Matteo Brunelli

Personal information
- Date of birth: 6 May 1994 (age 31)
- Place of birth: Prato, Italy
- Height: 1.90 m (6 ft 3 in)
- Position: Goalkeeper

Team information
- Current team: Prato

Youth career
- Pistoiese
- 2009–2010: Prato
- 2010–2012: Milan

Senior career*
- Years: Team / Apps / (Gls)
- 2012–2015: Prato / 33 / (0)
- 2015: Carpi / 0 / (0)
- 2015–2018: Chievo / 0 / (0)
- 2015–2016: → Pisa (loan) / 9 / (0)
- 2016: → Messina (loan) / 0 / (0)
- 2016–2017: → Lupa Roma (loan) / 13 / (0)
- 2017–2018: → Carpi (loan) / 0 / (0)
- 2018–: Prato / 1 / (0)

= Matteo Brunelli =

Italian footballer

Matteo Brunelli (born 6 May 1994) is an Italian footballer who plays for Serie D club Prato.

==Club career==
===Youth career===
Born in Prato, Tuscany, Brunelli started his career at A.C. Pistoiese. He was a player for their under-15 team in 2008–09 season. In summer 2009 he was signed by Prato. On 30 July 2010 Brunelli moved to A.C. Milan, which he was a member of their under-17 team in 2010–11 season. He played once for Milan's reserves in the next season.

===Prato===
In summer 2012 Brunelli returned to Prato. He was the player of both first team and the reserves.

===Carpi===
On 16 January 2015 Brunelli was signed by Serie B club Carpi in a 6-month deal on a free transfer.

===Chievo and loans===
On 30 June 2015 Brunelli was signed by Serie A club Chievo. On 17 July 2015 he was farmed to Lega Pro club Pisa. In July 2016 Brunelli and Baldassin were farmed to Lega Pro Messina from Chievo on loan.

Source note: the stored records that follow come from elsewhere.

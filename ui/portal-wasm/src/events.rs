//! Event binding.
//!
//! Buttons are recreated on every view change, so clicks are delegated from
//! `#portalBody` and dispatched on the `data-action` attribute. Async work is
//! spawned via `wasm_bindgen_futures::spawn_local`.

use std::rc::Rc;
use tracing::{debug, warn};
use wasm_bindgen::JsCast;
use wasm_bindgen::prelude::*;
use wasm_bindgen_futures::spawn_local;
use web_sys::{AddEventListenerOptions, HtmlInputElement};

use crate::AppPortal;
use crate::dom::{self, Elements};
use crate::state;

/// Helper: spawn an async portal operation.
macro_rules! spawn_portal {
    ($portal:expr, $op:ident) => {{
        let portal = $portal;
        spawn_local(async move {
            portal.$op().await;
        });
    }};
}

fn dispatch(action: &str) {
    let Some(portal) = state::portal() else {
        warn!(action, "event before portal was installed");
        return;
    };
    debug!(action, "ui action");
    match action {
        "connect" => spawn_portal!(portal, connect),
        "submit" => spawn_portal!(portal, submit),
        "initialize" => spawn_portal!(portal, initialize),
        "retry" => spawn_portal!(portal, refresh),
        other => warn!(action = other, "unknown action"),
    }
}

/// Bind the delegated listeners. Call once after init.
pub fn bind_events(els: &Elements) -> Result<(), JsValue> {
    // ── Clicks ──
    let cb = Closure::wrap(Box::new(move |ev: web_sys::MouseEvent| {
        if let Some(action) = dom::action_of(ev.target()) {
            ev.prevent_default();
            dispatch(&action);
        }
    }) as Box<dyn FnMut(_)>);
    els.portal_body
        .add_event_listener_with_callback("click", cb.as_ref().unchecked_ref())?;
    cb.forget();

    // ── Link input ──
    let cb = Closure::wrap(Box::new(move |ev: web_sys::Event| {
        let Some(input) = ev
            .target()
            .and_then(|t| t.dyn_into::<HtmlInputElement>().ok())
        else {
            return;
        };
        if input.id() != "linkInput" {
            return;
        }
        if let Some(portal) = state::portal() {
            portal.set_input(&input.value());
        }
    }) as Box<dyn FnMut(_)>);
    els.portal_body
        .add_event_listener_with_callback("input", cb.as_ref().unchecked_ref())?;
    cb.forget();

    Ok(())
}

/// Runs the silent connect once the page has finished loading.
pub fn on_page_load(portal: Rc<AppPortal>) -> Result<(), JsValue> {
    if dom::doc().ready_state() == "complete" {
        spawn_portal!(portal, silent_connect);
        return Ok(());
    }

    let cb = Closure::once(move |_: web_sys::Event| {
        spawn_portal!(portal, silent_connect);
    });
    let options = AddEventListenerOptions::new();
    options.set_once(true);
    gloo_utils::window().add_event_listener_with_callback_and_add_event_listener_options(
        "load",
        cb.as_ref().unchecked_ref(),
        &options,
    )?;
    cb.forget();
    Ok(())
}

On 1 September they left for Lupa Roma from Chievo via Messina, with Felice Gaetano moved to Messina from Napoli via Lupa Roma.

Brunelli immediately became the first choice keeper, ahead of Tomas Švedkauskas.

==International career==
Brunelli received a call-up from Italy national under-20 football team in October 2013. However, he did not play any game for the team.